A tal “investigação minuciosa” prevista ainda no Houaiss parece mesmo condenada a existir restritamente em algumas universidades ou centros de pesquisa, ou ainda ficar constando apenas nos dicionários. Ao advogar a busca por minúcias, a procura de detalhes, a constante indagação por informações que podem alterar os rumos da discussão acerca de um determinado tema, percebemos a complexidade, o nível de empenho, a responsabilidade e a concentração que demandam uma pesquisa.
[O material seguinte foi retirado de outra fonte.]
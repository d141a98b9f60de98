mod defaults;

pub use defaults::DefaultsConfig;

use crate::cli::FragmentArgs;
use crate::error::{CliError, Result};
use fragmentino::engine::config as core_config;
use serde::Deserialize;
use std::path::Path;
use std::str::FromStr;
use tracing::debug;

#[derive(Deserialize, Debug, Default)]
#[serde(deny_unknown_fields)]
struct PartialFragmentationConfig {
    #[serde(rename = "max-fragment-size")]
    max_fragment_size: Option<usize>,
    #[serde(rename = "bond-factor")]
    bond_factor: Option<f64>,
}

#[derive(Deserialize, Debug, Default)]
#[serde(deny_unknown_fields)]
struct PartialCappingConfig {
    enabled: Option<bool>,
    #[serde(rename = "scale-length")]
    scale_length: Option<bool>,
}

#[derive(Deserialize, Debug, Default)]
#[serde(deny_unknown_fields)]
struct PartialOrderingConfig {
    #[serde(rename = "center-first")]
    center_first: Option<bool>,
    #[serde(rename = "group-by-size")]
    group_by_size: Option<bool>,
}

/// Fragmentation settings as read from a TOML file, before command-line overrides and
/// built-in defaults are applied.
///
/// ```toml
/// [fragmentation]
/// max-fragment-size = 10
/// bond-factor = 1.3
///
/// [capping]
/// enabled = true
/// scale-length = true
///
/// [ordering]
/// center-first = false
/// group-by-size = false
/// ```
#[derive(Deserialize, Debug, Default)]
#[serde(deny_unknown_fields)]
pub struct PartialFragmentConfig {
    fragmentation: Option<PartialFragmentationConfig>,
    capping: Option<PartialCappingConfig>,
    ordering: Option<PartialOrderingConfig>,
}

impl PartialFragmentConfig {
    pub fn from_file(path: &Path) -> Result<Self> {
        debug!("Loading configuration from file: {:?}", path);
        let content = std::fs::read_to_string(path)?;
        toml::from_str(&content).map_err(|e| CliError::FileParsing {
            path: path.to_path_buf(),
            source: e.into(),
        })
    }

    /// Reads `path` if given, otherwise starts from an empty configuration.
    pub fn load(path: Option<&Path>) -> Result<Self> {
        match path {
            Some(path) => Self::from_file(path),
            None => Ok(Self::default()),
        }
    }

    /// Resolves the final configuration. Command-line values win over `--set` values,
    /// which win over the file, which wins over `defaults`.
    pub fn merge_with_cli(
        mut self,
        args: &FragmentArgs,
        defaults: &DefaultsConfig,
    ) -> Result<core_config::FragmentationConfig> {
        self.apply_set_values(&args.set_values)?;

        let fragmentation = self.fragmentation.take().unwrap_or_default();
        let capping = self.capping.take().unwrap_or_default();
        let ordering = self.ordering.take().unwrap_or_default();

        let max_fragment_size = args
            .max_fragment_size
            .or(fragmentation.max_fragment_size)
            .ok_or_else(|| {
                CliError::Config(
                    "`fragmentation.max-fragment-size` is required either in the config file or via --max-fragment-size."
                        .to_string(),
                )
            })?;

        let cap_bonds = if args.no_cap {
            false
        } else {
            capping.enabled.unwrap_or(defaults.cap_bonds)
        };
        let center_first = args.center || ordering.center_first.unwrap_or(defaults.center_first);
        let group_by_size =
            args.group_by_size || ordering.group_by_size.unwrap_or(defaults.group_by_size);

        core_config::FragmentationConfigBuilder::new()
            .max_fragment_size(max_fragment_size)
            .bond_factor(
                args.bond_factor
                    .or(fragmentation.bond_factor)
                    .unwrap_or(defaults.bond_factor),
            )
            .cap_bonds(cap_bonds)
            .scale_cap_length(capping.scale_length.unwrap_or(defaults.scale_cap_length))
            .center_first(center_first)
            .group_by_size(group_by_size)
            .build()
            .map_err(|e| CliError::Config(e.to_string()))
    }

    fn apply_set_values(&mut self, set_values: &[String]) -> Result<()> {
        for kv_pair in set_values {
            let Some((key, value_str)) = kv_pair.split_once('=') else {
                return Err(CliError::Config(format!(
                    "Invalid --set format: '{}'. Expected KEY=VALUE.",
                    kv_pair
                )));
            };

            match key {
                "fragmentation.max-fragment-size" => {
                    self.fragmentation
                        .get_or_insert_with(Default::default)
                        .max_fragment_size = Some(parse_value(key, value_str)?);
                }
                "fragmentation.bond-factor" => {
                    self.fragmentation
                        .get_or_insert_with(Default::default)
                        .bond_factor = Some(parse_value(key, value_str)?);
                }
                "capping.enabled" => {
                    self.capping.get_or_insert_with(Default::default).enabled =
                        Some(parse_value(key, value_str)?);
                }
                "capping.scale-length" => {
                    self.capping
                        .get_or_insert_with(Default::default)
                        .scale_length = Some(parse_value(key, value_str)?);
                }
                "ordering.center-first" => {
                    self.ordering
                        .get_or_insert_with(Default::default)
                        .center_first = Some(parse_value(key, value_str)?);
                }
                "ordering.group-by-size" => {
                    self.ordering
                        .get_or_insert_with(Default::default)
                        .group_by_size = Some(parse_value(key, value_str)?);
                }
                _ => {
                    return Err(CliError::Config(format!(
                        "Unsupported configuration key for --set: '{}'",
                        key
                    )));
                }
            }
        }
        Ok(())
    }
}

fn parse_value<T: FromStr>(key: &str, value_str: &str) -> Result<T> {
    value_str.trim().parse().map_err(|_| {
        CliError::Config(format!(
            "Invalid {} value for {}: {}",
            std::any::type_name::<T>(),
            key,
            value_str
        ))
    })
}
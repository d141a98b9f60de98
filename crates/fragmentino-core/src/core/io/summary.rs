use crate::core::models::molecule::Molecule;
use nalgebra::Point3;
use serde::Serialize;
use std::io::Write;
use std::path::Path;
use thiserror::Error;

#[derive(Debug, Error)]
pub enum SummaryError {
    #[error("File I/O error for '{path}': {source}")]
    Io {
        path: String,
        source: std::io::Error,
    },
    #[error("CSV writing error for '{path}': {source}")]
    Csv { path: String, source: csv::Error },
    #[error("Fragment {index} has {atoms} atoms but {capping_hydrogens} capping hydrogens")]
    InvalidCapCount {
        index: usize,
        atoms: usize,
        capping_hydrogens: usize,
    },
}

/// One row of the fragment summary report.
#[derive(Debug, Clone, PartialEq, Serialize)]
pub struct FragmentRecord {
    pub index: usize,
    pub atoms: usize,
    pub capping_hydrogens: usize,
    pub com_x: f64,
    pub com_y: f64,
    pub com_z: f64,
}

impl FragmentRecord {
    /// Builds the record for the fragment at `index`. An empty fragment reports its
    /// centre of mass at the origin.
    pub fn new(
        index: usize,
        fragment: &Molecule,
        capping_hydrogens: usize,
    ) -> Result<Self, SummaryError> {
        if capping_hydrogens > fragment.len() {
            return Err(SummaryError::InvalidCapCount {
                index,
                atoms: fragment.len(),
                capping_hydrogens,
            });
        }
        let com = fragment.center_of_mass().unwrap_or_else(Point3::origin);
        Ok(Self {
            index,
            atoms: fragment.len(),
            capping_hydrogens,
            com_x: com.x,
            com_y: com.y,
            com_z: com.z,
        })
    }
}

/// Writes `records` as CSV with a header row to `writer`.
///
/// `label` names the destination in error messages.
pub fn write_records<W: Write>(
    records: &[FragmentRecord],
    writer: W,
    label: &str,
) -> Result<(), SummaryError> {
    let csv_error = |source| SummaryError::Csv {
        path: label.to_string(),
        source,
    };
    let mut csv_writer = csv::Writer::from_writer(writer);
    for record in records {
        csv_writer.serialize(record).map_err(csv_error)?;
    }
    csv_writer.flush().map_err(|e| SummaryError::Io {
        path: label.to_string(),
        source: e,
    })
}

/// Writes the summary report for `fragments` to `path`, creating or truncating it.
///
/// `capping_hydrogens[i]` is the number of capping hydrogens appended to fragment `i`;
/// missing entries count as zero.
pub fn write_summary(
    path: &Path,
    fragments: &[Molecule],
    capping_hydrogens: &[usize],
) -> Result<(), SummaryError> {
    let records = fragments
        .iter()
        .enumerate()
        .map(|(i, fragment)| {
            FragmentRecord::new(i, fragment, capping_hydrogens.get(i).copied().unwrap_or(0))
        })
        .collect::<Result<Vec<_>, _>>()?;

    let file = std::fs::File::create(path).map_err(|e| SummaryError::Io {
        path: path.to_string_lossy().to_string(),
        source: e,
    })?;
    write_records(&records, std::io::BufWriter::new(file), &path.to_string_lossy())
}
É claro que não queremos que todas essas realizações que determinam o que seria uma verdadeira pesquisa sejam aplicadas desde a mais tenra idade, quando nossas crianças ainda estão na 5ª ou na 6ª série do Ensino Fundamental. Mas as bases devem surgir já nessa fase. Os alunos têm que ir incorporando a seu repertório os conhecimentos necessários para que, nas etapas posteriores, especialmente na universidade, estejam prontos para aplicar tais conhecimentos e ampliar os horizontes da pesquisa científica em nosso país.

Se passamos a vida inteira dizendo que para pesquisar basta compilar dados dos livros ou da internet, nem mesmo os melhores e mais preparados professores da universidade conseguirão reparar os vícios assumidos nas primeiras etapas da formação de nossos estudantes.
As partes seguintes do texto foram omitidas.